### Material for this task
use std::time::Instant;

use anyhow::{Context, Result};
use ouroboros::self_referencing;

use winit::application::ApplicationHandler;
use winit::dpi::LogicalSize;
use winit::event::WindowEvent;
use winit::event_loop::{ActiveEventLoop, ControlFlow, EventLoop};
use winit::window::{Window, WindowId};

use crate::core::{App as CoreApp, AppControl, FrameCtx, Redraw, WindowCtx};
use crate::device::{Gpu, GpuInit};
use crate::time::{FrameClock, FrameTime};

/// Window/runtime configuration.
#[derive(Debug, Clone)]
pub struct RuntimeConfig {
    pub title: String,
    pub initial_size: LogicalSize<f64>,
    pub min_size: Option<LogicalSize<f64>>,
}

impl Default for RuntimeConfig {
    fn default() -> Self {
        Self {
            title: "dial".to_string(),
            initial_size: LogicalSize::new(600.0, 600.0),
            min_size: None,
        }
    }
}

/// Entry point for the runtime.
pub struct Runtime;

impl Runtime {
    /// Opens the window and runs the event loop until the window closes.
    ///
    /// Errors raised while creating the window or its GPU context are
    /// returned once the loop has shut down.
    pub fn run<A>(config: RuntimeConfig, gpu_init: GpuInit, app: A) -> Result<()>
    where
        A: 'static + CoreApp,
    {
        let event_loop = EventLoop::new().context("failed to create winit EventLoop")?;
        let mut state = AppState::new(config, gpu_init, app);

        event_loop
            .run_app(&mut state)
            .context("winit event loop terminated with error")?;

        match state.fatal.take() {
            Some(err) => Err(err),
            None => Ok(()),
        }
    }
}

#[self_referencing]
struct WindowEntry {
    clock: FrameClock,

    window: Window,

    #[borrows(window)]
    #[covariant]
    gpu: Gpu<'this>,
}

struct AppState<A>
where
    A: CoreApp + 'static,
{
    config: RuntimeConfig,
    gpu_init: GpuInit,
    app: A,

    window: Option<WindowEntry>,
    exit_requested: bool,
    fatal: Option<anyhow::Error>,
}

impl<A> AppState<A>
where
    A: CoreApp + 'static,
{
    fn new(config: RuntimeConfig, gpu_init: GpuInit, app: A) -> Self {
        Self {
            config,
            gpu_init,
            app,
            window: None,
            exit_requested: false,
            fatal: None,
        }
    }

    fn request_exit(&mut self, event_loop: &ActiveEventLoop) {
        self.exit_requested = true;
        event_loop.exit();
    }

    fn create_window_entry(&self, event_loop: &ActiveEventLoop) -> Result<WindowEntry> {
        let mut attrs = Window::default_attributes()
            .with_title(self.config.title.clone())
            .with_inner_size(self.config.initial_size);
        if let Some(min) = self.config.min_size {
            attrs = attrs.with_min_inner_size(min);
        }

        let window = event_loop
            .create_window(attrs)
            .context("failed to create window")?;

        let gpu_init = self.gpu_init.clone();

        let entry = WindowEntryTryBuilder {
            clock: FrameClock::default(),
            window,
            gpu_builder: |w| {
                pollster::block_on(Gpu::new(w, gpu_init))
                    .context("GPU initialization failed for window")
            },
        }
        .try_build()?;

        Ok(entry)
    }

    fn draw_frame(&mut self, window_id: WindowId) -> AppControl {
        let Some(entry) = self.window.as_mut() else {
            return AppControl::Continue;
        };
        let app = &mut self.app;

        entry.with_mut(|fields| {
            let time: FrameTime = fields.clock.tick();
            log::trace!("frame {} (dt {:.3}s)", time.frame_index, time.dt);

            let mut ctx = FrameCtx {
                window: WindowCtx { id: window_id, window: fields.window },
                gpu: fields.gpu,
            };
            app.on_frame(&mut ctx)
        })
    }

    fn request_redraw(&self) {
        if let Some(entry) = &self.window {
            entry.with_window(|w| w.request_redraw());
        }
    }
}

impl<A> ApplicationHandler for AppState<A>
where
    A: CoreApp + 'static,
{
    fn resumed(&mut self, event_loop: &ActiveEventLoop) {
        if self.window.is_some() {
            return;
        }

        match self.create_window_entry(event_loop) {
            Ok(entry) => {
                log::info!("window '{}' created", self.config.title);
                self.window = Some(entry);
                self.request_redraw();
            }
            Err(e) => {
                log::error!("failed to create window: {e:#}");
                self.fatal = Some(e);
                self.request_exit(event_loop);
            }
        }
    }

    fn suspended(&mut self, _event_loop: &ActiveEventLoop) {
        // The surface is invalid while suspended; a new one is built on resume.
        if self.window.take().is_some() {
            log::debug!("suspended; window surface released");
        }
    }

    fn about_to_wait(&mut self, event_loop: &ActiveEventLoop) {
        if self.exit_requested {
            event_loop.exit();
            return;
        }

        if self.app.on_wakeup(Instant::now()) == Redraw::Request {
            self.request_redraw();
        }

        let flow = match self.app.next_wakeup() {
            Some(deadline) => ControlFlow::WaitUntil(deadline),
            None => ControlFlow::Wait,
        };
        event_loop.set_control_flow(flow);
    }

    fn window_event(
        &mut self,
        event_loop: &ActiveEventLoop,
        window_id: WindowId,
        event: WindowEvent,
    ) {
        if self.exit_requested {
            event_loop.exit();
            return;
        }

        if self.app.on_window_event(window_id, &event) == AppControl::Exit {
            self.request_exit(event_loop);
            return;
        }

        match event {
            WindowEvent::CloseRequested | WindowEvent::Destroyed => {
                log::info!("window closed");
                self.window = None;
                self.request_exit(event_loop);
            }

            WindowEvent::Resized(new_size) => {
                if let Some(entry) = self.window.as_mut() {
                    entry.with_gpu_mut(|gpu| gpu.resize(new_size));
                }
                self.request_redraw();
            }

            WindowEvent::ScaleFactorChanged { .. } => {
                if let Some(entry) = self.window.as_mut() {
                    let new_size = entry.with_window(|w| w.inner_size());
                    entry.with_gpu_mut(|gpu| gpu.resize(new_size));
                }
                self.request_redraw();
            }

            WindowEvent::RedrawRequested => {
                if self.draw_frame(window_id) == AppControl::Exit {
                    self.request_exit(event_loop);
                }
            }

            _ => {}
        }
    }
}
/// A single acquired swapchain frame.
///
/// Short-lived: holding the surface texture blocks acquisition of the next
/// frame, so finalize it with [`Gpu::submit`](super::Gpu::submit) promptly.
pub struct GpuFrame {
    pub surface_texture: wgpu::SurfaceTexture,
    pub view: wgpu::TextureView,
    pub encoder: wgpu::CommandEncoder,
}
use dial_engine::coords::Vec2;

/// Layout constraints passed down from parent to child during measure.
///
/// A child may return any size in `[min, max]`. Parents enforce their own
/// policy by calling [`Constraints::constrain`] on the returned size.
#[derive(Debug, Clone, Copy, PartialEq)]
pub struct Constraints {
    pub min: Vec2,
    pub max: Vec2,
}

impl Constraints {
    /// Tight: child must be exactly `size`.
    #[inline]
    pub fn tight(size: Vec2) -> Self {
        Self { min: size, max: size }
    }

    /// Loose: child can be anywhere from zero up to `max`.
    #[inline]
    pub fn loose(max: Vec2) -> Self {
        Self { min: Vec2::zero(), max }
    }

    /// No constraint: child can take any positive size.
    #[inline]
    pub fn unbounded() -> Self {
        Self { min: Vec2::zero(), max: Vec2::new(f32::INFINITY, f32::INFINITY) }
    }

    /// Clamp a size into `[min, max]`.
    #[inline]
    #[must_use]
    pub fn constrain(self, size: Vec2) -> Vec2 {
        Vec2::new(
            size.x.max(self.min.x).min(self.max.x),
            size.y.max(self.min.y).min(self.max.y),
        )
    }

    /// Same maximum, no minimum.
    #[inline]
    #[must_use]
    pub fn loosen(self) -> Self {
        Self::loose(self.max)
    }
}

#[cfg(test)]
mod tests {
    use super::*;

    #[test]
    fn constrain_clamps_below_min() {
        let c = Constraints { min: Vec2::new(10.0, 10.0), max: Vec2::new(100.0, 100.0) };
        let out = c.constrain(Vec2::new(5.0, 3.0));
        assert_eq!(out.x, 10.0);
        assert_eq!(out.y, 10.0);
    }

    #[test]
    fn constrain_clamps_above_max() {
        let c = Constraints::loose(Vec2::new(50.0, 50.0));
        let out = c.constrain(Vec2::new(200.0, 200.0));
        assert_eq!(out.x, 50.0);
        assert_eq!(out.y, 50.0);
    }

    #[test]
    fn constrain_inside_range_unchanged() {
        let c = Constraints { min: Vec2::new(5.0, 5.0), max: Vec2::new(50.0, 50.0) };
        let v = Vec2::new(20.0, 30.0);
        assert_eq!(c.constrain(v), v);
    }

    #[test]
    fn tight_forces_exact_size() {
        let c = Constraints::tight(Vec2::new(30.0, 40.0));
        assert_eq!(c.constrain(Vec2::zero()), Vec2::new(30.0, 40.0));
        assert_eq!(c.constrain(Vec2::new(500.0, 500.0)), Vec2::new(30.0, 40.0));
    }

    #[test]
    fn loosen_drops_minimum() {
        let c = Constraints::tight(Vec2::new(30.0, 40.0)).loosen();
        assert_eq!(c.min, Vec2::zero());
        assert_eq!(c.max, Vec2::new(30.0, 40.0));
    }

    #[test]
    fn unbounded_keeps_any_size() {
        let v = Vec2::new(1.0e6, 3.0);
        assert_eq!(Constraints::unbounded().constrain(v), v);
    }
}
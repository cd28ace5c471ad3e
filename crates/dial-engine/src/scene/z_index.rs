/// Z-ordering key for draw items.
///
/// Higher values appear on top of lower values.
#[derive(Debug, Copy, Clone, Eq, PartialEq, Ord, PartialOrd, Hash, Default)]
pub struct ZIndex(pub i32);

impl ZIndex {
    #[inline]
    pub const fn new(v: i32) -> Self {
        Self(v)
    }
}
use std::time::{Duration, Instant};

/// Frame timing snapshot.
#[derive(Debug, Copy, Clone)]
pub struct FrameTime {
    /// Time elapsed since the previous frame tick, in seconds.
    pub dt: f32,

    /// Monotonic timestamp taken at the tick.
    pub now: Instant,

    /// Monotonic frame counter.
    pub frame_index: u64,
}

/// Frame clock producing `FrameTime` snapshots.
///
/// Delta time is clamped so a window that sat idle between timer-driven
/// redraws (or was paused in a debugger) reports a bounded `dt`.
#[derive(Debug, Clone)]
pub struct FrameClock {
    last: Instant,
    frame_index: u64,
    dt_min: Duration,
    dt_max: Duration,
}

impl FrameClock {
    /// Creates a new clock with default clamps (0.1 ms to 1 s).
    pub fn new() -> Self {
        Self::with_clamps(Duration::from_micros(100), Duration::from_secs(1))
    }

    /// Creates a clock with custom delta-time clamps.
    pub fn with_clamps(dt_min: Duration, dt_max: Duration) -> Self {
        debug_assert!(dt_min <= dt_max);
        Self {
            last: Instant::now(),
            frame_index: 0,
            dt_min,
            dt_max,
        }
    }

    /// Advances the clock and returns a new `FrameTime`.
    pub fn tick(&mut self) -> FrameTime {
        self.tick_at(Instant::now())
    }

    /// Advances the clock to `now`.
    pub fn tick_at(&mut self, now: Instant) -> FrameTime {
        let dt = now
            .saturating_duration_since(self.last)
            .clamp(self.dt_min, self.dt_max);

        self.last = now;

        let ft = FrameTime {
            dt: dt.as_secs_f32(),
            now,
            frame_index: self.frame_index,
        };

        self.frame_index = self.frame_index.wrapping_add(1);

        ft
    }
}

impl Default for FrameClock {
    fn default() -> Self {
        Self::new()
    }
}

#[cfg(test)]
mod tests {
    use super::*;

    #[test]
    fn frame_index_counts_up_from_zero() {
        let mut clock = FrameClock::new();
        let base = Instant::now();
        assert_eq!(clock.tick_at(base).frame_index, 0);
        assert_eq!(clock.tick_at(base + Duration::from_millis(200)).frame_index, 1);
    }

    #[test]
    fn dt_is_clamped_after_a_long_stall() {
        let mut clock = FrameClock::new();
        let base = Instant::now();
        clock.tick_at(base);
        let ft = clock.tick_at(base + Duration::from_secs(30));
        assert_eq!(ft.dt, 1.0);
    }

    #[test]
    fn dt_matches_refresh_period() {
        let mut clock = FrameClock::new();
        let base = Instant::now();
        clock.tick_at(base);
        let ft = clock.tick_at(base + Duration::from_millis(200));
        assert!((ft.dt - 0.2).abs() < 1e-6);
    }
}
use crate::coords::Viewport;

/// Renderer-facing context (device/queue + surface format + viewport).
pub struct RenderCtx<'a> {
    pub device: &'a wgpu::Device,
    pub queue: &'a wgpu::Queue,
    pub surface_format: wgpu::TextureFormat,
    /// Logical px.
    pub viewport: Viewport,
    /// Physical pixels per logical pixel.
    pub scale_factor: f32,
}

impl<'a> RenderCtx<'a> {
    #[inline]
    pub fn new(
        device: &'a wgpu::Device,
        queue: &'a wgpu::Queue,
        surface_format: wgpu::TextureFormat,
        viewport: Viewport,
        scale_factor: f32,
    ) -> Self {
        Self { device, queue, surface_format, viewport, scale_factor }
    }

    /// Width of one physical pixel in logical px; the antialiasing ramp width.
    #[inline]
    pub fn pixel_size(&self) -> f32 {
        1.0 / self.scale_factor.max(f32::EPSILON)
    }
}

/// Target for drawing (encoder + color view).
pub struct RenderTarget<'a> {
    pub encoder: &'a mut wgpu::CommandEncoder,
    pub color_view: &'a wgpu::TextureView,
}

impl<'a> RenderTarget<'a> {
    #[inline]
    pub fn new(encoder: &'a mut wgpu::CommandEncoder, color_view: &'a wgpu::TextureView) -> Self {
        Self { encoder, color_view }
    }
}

==

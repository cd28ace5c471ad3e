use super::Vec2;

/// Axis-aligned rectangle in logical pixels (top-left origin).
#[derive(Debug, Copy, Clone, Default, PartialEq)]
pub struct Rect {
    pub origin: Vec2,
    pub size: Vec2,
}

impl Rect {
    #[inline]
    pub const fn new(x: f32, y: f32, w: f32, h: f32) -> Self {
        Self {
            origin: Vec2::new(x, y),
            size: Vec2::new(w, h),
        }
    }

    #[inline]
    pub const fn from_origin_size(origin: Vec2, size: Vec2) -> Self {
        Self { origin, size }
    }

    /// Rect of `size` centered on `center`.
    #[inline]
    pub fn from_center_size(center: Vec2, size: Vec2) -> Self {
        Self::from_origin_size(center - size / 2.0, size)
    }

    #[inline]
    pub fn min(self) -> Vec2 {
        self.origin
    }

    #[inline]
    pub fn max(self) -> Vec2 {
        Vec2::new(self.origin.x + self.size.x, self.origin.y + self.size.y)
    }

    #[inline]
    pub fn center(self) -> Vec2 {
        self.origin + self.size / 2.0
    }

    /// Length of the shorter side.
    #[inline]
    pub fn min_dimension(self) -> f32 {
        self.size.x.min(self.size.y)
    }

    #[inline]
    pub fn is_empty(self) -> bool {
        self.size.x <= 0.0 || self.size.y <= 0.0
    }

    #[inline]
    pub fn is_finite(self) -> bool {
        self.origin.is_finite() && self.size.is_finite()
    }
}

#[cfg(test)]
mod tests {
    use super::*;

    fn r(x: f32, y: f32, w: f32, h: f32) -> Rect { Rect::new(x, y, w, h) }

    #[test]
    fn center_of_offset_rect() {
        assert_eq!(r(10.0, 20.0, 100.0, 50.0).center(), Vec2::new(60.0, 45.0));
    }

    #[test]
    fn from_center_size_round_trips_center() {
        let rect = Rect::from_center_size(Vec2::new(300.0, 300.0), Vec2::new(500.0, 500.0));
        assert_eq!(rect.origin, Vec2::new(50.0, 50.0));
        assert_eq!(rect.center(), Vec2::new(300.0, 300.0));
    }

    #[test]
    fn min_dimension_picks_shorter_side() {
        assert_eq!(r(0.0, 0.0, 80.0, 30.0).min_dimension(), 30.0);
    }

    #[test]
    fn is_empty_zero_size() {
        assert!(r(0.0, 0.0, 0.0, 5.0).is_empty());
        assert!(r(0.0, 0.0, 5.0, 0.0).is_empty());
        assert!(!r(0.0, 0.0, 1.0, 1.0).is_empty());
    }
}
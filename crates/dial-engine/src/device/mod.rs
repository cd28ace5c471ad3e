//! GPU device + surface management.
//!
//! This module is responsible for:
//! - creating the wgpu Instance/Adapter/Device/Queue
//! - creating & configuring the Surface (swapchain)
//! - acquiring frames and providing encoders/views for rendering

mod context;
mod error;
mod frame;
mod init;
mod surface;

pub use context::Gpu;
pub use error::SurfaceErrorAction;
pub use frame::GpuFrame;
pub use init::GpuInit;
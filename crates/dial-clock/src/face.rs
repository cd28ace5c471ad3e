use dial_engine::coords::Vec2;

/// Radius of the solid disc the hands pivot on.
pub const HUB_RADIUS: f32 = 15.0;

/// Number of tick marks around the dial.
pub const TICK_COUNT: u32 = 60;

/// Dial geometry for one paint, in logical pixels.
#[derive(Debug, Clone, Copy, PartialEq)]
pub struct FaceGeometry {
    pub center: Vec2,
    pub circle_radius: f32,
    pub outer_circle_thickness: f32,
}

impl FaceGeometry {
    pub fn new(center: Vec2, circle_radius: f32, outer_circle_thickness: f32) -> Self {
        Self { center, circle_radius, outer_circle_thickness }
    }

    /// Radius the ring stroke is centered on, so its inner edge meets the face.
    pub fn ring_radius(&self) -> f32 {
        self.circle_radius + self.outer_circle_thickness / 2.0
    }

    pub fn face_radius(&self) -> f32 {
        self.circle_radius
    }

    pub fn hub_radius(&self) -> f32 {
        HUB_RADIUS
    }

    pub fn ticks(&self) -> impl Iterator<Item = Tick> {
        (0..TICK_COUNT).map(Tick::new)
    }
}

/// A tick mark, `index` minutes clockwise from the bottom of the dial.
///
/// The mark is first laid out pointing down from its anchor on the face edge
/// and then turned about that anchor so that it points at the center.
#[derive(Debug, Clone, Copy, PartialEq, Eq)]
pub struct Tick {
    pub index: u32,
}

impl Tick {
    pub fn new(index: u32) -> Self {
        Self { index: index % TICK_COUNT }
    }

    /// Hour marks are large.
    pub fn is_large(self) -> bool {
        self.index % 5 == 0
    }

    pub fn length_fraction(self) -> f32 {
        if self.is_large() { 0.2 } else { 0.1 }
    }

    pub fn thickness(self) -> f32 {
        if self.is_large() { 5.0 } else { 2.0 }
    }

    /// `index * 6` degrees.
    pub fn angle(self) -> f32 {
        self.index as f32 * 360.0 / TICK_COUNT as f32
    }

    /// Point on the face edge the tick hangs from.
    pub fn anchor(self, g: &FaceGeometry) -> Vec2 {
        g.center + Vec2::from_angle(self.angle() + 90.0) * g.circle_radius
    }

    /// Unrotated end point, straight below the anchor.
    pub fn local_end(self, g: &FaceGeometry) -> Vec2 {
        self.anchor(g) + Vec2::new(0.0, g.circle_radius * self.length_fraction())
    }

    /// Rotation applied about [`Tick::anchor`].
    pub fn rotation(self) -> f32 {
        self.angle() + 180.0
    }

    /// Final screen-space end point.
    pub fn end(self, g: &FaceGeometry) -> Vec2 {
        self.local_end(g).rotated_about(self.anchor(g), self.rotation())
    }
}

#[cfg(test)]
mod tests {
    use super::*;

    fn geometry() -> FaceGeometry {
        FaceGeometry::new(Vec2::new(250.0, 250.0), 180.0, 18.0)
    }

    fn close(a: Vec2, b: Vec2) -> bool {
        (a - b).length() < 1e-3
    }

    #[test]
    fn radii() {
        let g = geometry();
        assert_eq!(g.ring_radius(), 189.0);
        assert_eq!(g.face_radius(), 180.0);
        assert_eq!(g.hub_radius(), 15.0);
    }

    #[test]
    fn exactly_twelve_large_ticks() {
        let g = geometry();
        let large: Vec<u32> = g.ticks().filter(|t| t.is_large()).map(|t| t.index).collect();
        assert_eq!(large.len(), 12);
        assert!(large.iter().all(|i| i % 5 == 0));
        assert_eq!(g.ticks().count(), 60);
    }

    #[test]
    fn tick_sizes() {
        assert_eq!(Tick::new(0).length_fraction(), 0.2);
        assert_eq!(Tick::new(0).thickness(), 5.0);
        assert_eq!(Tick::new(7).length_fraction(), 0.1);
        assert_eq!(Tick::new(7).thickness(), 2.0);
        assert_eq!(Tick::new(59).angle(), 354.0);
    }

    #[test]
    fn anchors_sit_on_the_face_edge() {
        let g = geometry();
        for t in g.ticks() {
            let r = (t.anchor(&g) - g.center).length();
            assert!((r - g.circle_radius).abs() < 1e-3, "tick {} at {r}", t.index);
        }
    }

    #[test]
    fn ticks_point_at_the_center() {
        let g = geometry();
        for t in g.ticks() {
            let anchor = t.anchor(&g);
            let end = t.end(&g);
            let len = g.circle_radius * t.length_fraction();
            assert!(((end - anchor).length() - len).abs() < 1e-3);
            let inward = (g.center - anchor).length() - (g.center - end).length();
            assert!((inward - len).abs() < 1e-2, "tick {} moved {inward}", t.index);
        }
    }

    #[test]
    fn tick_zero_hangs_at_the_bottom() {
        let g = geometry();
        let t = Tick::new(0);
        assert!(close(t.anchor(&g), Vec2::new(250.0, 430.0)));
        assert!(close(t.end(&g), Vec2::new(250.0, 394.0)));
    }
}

### Your goal
Copy the lines above exactly, beginning at the line that has "assert!(large.iter().all(|i| i %" and stopping after the line that has "let inward = (g.center", and omit the rest.

### Result of this exercise
        assert!(large.iter().all(|i| i % 5 == 0));
        assert_eq!(g.ticks().count(), 60);
    }

    #[test]
    fn tick_sizes() {
        assert_eq!(Tick::new(0).length_fraction(), 0.2);
        assert_eq!(Tick::new(0).thickness(), 5.0);
        assert_eq!(Tick::new(7).length_fraction(), 0.1);
        assert_eq!(Tick::new(7).thickness(), 2.0);
        assert_eq!(Tick::new(59).angle(), 354.0);
    }

    #[test]
    fn anchors_sit_on_the_face_edge() {
        let g = geometry();
        for t in g.ticks() {
            let r = (t.anchor(&g) - g.center).length();
            assert!((r - g.circle_radius).abs() < 1e-3, "tick {} at {r}", t.index);
        }
    }

    #[test]
    fn ticks_point_at_the_center() {
        let g = geometry();
        for t in g.ticks() {
            let anchor = t.anchor(&g);
            let end = t.end(&g);
            let len = g.circle_radius * t.length_fraction();
            assert!(((end - anchor).length() - len).abs() < 1e-3);
            let inward = (g.center - anchor).length() - (g.center - end).length();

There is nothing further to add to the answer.